Que reste-t-il du théâtre politique, 40 ans après l’explosion sociale de Mai 68 ? Il convient d’abord d’examiner l’état de la politique à l’extérieur du théâtre pour, à cette question, apporter un début de réponse. Le piteux effondrement du communisme, la globalisation de l’économie capitaliste et le succès idéologique des thèses néo-libérales, monétaristes (Ecole de Chicago), l’effet rampant, accumulé de la consommation et de l’individualisme hédoniste sur les mentalités, la désyndicalisation et le discrédit croissant jeté sur les partis, le regain compensatoire de l’humanitaire et de l’éthique (au détriment du politique) ont comme assommé l’imaginaire social, fécond en utopies, et l’esprit critique, cette « dialectique négative » (Adorno) qui, en refusant sa clôture, ouvre sans cesse l’horizon de la civilisation issue des Lumières.

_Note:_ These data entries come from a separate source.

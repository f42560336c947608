use std::sync::Arc;

use axum::body::Body;
use axum::http::{header, Request, StatusCode};
use serde_json::Value;
use tower::ServiceExt;

use super::common::*;
use crate::workflows::adoption::router::adoption_router;

fn build_router() -> axum::Router {
    let (service, _) = build_service();
    adoption_router(Arc::new(service))
}

fn json_request(method: &str, uri: &str, payload: &impl serde::Serialize) -> Request<Body> {
    Request::builder()
        .method(method)
        .uri(uri)
        .header(header::CONTENT_TYPE, "application/json")
        .body(Body::from(
            serde_json::to_vec(payload).expect("serialize payload"),
        ))
        .expect("request")
}

#[tokio::test]
async fn begin_route_returns_tracking_id() {
    let router = build_router();

    let response = router
        .oneshot(json_request(
            "POST",
            "/api/v1/adoptions/luna/applications",
            &step1(),
        ))
        .await
        .expect("router dispatch");

    assert_eq!(response.status(), StatusCode::ACCEPTED);
    let payload = read_json_body(response).await;
    assert!(payload.get("application_id").is_some());
    assert_eq!(
        payload.get("status").and_then(Value::as_str),
        Some("draft")
    );
    assert_eq!(payload.get("pet_slug").and_then(Value::as_str), Some("luna"));
}

#[tokio::test]
async fn full_flow_over_http_returns_the_evaluation() {
    let router = build_router();

    let response = router
        .clone()
        .oneshot(json_request(
            "POST",
            "/api/v1/adoptions/luna/applications",
            &step1(),
        ))
        .await
        .expect("router dispatch");
    let opened = read_json_body(response).await;
    let id = opened
        .get("application_id")
        .and_then(Value::as_str)
        .expect("tracking id")
        .to_string();

    let response = router
        .clone()
        .oneshot(json_request(
            "PUT",
            &format!("/api/v1/adoptions/applications/{id}/living-situation"),
            &strong_step2(),
        ))
        .await
        .expect("router dispatch");
    assert_eq!(response.status(), StatusCode::OK);

    let response = router
        .clone()
        .oneshot(json_request(
            "POST",
            &format!("/api/v1/adoptions/applications/{id}/commitments"),
            &step3_all(),
        ))
        .await
        .expect("router dispatch");
    assert_eq!(response.status(), StatusCode::OK);
    let evaluation = read_json_body(response).await;
    assert_eq!(evaluation.get("score").and_then(Value::as_u64), Some(99));
    assert_eq!(
        evaluation.get("status").and_then(Value::as_str),
        Some("interview")
    );
    assert_eq!(
        evaluation
            .get("knockouts")
            .and_then(Value::as_array)
            .map(Vec::len),
        Some(0)
    );

    let response = router
        .oneshot(
            Request::builder()
                .method("GET")
                .uri(format!("/api/v1/adoptions/applications/{id}"))
                .body(Body::empty())
                .expect("request"),
        )
        .await
        .expect("router dispatch");
    assert_eq!(response.status(), StatusCode::OK);
    let view = read_json_body(response).await;
    assert_eq!(
        view.get("status").and_then(Value::as_str),
        Some("interview")
    );
    assert_eq!(view.get("score").and_then(Value::as_u64), Some(99));
}

#[tokio::test]
async fn begin_route_maps_intake_violations_to_422() {
    let router = build_router();
    let mut step1 = step1();
    step1.phone_verified = false;

    let response = router
        .oneshot(json_request(
            "POST",
            "/api/v1/adoptions/luna/applications",
            &step1,
        ))
        .await
        .expect("router dispatch");

    assert_eq!(response.status(), StatusCode::UNPROCESSABLE_ENTITY);
    let payload = read_json_body(response).await;
    assert!(payload
        .get("error")
        .and_then(Value::as_str)
        .unwrap_or_default()
        .contains("verificar tu teléfono"));
}

#[tokio::test]
async fn begin_route_returns_404_for_unknown_pets() {
    let router = build_router();

    let response = router
        .oneshot(json_request(
            "POST",
            "/api/v1/adoptions/desconocido/applications",
            &step1(),
        ))
        .await
        .expect("router dispatch");

    assert_eq!(response.status(), StatusCode::NOT_FOUND);
}

#[tokio::test]
async fn status_route_returns_404_when_missing() {
    let router = build_router();

    let response = router
        .oneshot(
            Request::builder()
                .method("GET")
                .uri("/api/v1/adoptions/applications/app-000000")
                .body(Body::empty())
                .expect("request"),
        )
        .await
        .expect("router dispatch");

    assert_eq!(response.status(), StatusCode::NOT_FOUND);
}

#[tokio::test]
async fn commitments_before_living_situation_is_a_conflict() {
    let router = build_router();

    let response = router
        .clone()
        .oneshot(json_request(
            "POST",
            "/api/v1/adoptions/luna/applications",
            &step1(),
        ))
        .await
        .expect("router dispatch");
    let opened = read_json_body(response).await;
    let id = opened
        .get("application_id")
        .and_then(Value::as_str)
        .expect("tracking id")
        .to_string();

    let response = router
        .oneshot(json_request(
            "POST",
            &format!("/api/v1/adoptions/applications/{id}/commitments"),
            &step3_all(),
        ))
        .await
        .expect("router dispatch");

    assert_eq!(response.status(), StatusCode::CONFLICT);
}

Des auteurs de bords opposés, qu’ils soient libéraux comme Lipovetsky (cf. « L’ère du vide ») ou marxisants comme Castoriadis (cf. « La montée de l’insignifiance ») ou Lasch (cf. « La culture du narcissisme ») ont déjà pointé l’effritement du collectif, l’appauvrissement de la pensée politique, le repli sur soi et/ou sa tribu, etc.

Tout cela est connu, mais sans doute insuffisamment assimilé… De la politique, il ne resterait alors, au niveau national, que la « combinazione » politicienne et, au niveau international, que ces rapports de force complexes d’un monde devenu multipolaire… Le théâtre n’a pu être à l’abri de ce tarissement, et ce d’autant plus – raison triviale mais pertinente – que les subventions en baisse ou, à tout le moins, les demandes des tutelles d’un « retour sur investissement » (la quantité de public touché…) inclinent les metteurs en scène à jouer la carte d’un théâtre moins critique, plus consensuel.

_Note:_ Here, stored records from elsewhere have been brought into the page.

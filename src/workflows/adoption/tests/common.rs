use std::collections::BTreeMap;
use std::sync::Arc;

use serde_json::Value;

use crate::workflows::adoption::domain::{
    AdoptionRule, AgeBracket, HousingType, OtherPets, Pet, PetEnvironment, Species, Step1Snapshot,
    Step2Snapshot, Step3Snapshot,
};
use crate::workflows::adoption::evaluation::{evaluate, EvaluationResult};
use crate::workflows::adoption::repository::{MemoryApplicationRepository, MemoryPetDirectory};
use crate::workflows::adoption::service::AdoptionApplicationService;

pub(super) fn cat() -> Pet {
    Pet {
        id: "pet-001".to_string(),
        slug: "luna".to_string(),
        name: "Luna".to_string(),
        species: Species::Cat,
    }
}

pub(super) fn dog() -> Pet {
    Pet {
        id: "pet-002".to_string(),
        slug: "rocky".to_string(),
        name: "Rocky".to_string(),
        species: Species::Dog,
    }
}

pub(super) fn motivation(length: usize) -> String {
    "a".repeat(length)
}

pub(super) fn step1() -> Step1Snapshot {
    Step1Snapshot {
        name: "María Fernanda".to_string(),
        email: "maria@example.com".to_string(),
        phone: "5512345678".to_string(),
        city: "Guadalajara".to_string(),
        age_bracket: AgeBracket::From30,
        occupation: Some("Diseñadora".to_string()),
        address: None,
        household_count: Some(3),
        household_ages: Some("34, 31, 6".to_string()),
        phone_verified: true,
        docs_confirmed: BTreeMap::new(),
    }
}

/// Strong snapshot: owned home, always around, indoor, 150-char motivation.
/// With all three commitments it scores 99 for a cat under default rules.
pub(super) fn strong_step2() -> Step2Snapshot {
    Step2Snapshot {
        housing_type: HousingType::Own,
        landlord_allows_pets: false,
        hours_away_per_week: 0,
        pet_environment: PetEnvironment::Indoor,
        other_pets: OtherPets::None,
        motivation: motivation(150),
        condo_allows_pets: None,
        prior_pets_experience: None,
        prior_pets_outcome: None,
        sleep_location: None,
        travel_caretaker: None,
        hours_alone_per_day: None,
        home_visit_ok: None,
        yard_secure: None,
        will_leash: None,
        will_not_tether: None,
        id_tag_will_use: None,
        training_plan: None,
        social_plan: None,
        monthly_budget: None,
        has_vet: None,
        vet_contact: None,
        children_youngest_age: None,
    }
}

/// Mid-range snapshot scoring 84 for a cat under default rules, leaving
/// headroom in both directions for single-component delta assertions.
pub(super) fn mid_step2() -> Step2Snapshot {
    Step2Snapshot {
        hours_away_per_week: 30,
        pet_environment: PetEnvironment::IndoorWithEnclosed,
        ..strong_step2()
    }
}

pub(super) fn step3_all() -> Step3Snapshot {
    Step3Snapshot {
        commit_sterilization: true,
        commit_vaccines: true,
        accept_contract: true,
        family_agrees: None,
    }
}

/// Evaluate a step-2 variant with the default step-1 and step-3 snapshots.
pub(super) fn run(
    pet: &Pet,
    rule: Option<&AdoptionRule>,
    step2: &Step2Snapshot,
) -> EvaluationResult {
    evaluate(pet, rule, &step1(), step2, &step3_all())
}

pub(super) fn directory() -> MemoryPetDirectory {
    let mut directory = MemoryPetDirectory::new();
    directory.insert(cat(), None);
    directory.insert(
        dog(),
        Some(AdoptionRule {
            require_family_consent: Some(true),
            required_documents: vec!["ine".to_string()],
            ..AdoptionRule::default()
        }),
    );
    directory
}

pub(super) fn build_service() -> (
    AdoptionApplicationService<MemoryApplicationRepository, MemoryPetDirectory>,
    Arc<MemoryApplicationRepository>,
) {
    let repository = Arc::new(MemoryApplicationRepository::default());
    let pets = Arc::new(directory());
    let service = AdoptionApplicationService::new(repository.clone(), pets);
    (service, repository)
}

pub(super) async fn read_json_body(response: axum::response::Response) -> Value {
    let body = axum::body::to_bytes(response.into_body(), 1024 * 1024)
        .await
        .expect("read body");
    serde_json::from_slice(&body).expect("json payload")
}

Un excellent exemple nous est immédiatement fourni par le spectacle Le cabaret des utopies par le Groupe Incognito, spectacle au demeurant drôle, sympathique, assez inventif, mais portant d’autant plus la marque de l’apolitisme contemporain, qu’il était, à des questions comme : «avons-nous encore de grands rêves ? Pouvons-nous espérer une société meilleure ? » censé apporter, même sur un mode parodique, des embryons de réponses. Ici on comprend vite que les «Docteurs ès Utopies» ne sont là que pour servir de grotesques et cacophoniques repoussoirs. Et la pensée politique ne prendra que la forme d’une conférence dogmatique et rasante. Le seul moment où la troupe suggère un idéal, un projet, c’est au moment où il est question du couple, du sexe, de l’amour… Les jeunes qui ont monté ce spectacle charmant et plutôt creux ont exactement le même âge que ceux qui, quarante ans plus tôt, discutèrent à en devenir aphones d’un autre monde, et jetèrent la flamme de la contestation dans toutes les zones de la vie sociale : quel écart, à la fois ironique et significatif ! Pourtant, aujourd’hui, avec la multiplication des crises graves (financière, écologique par exemple), les défis à l’imaginaire social ne manquent pas, quel que soit le mode par lequel s’exprime cette invention de la « plastique sociale » chère à Beuys.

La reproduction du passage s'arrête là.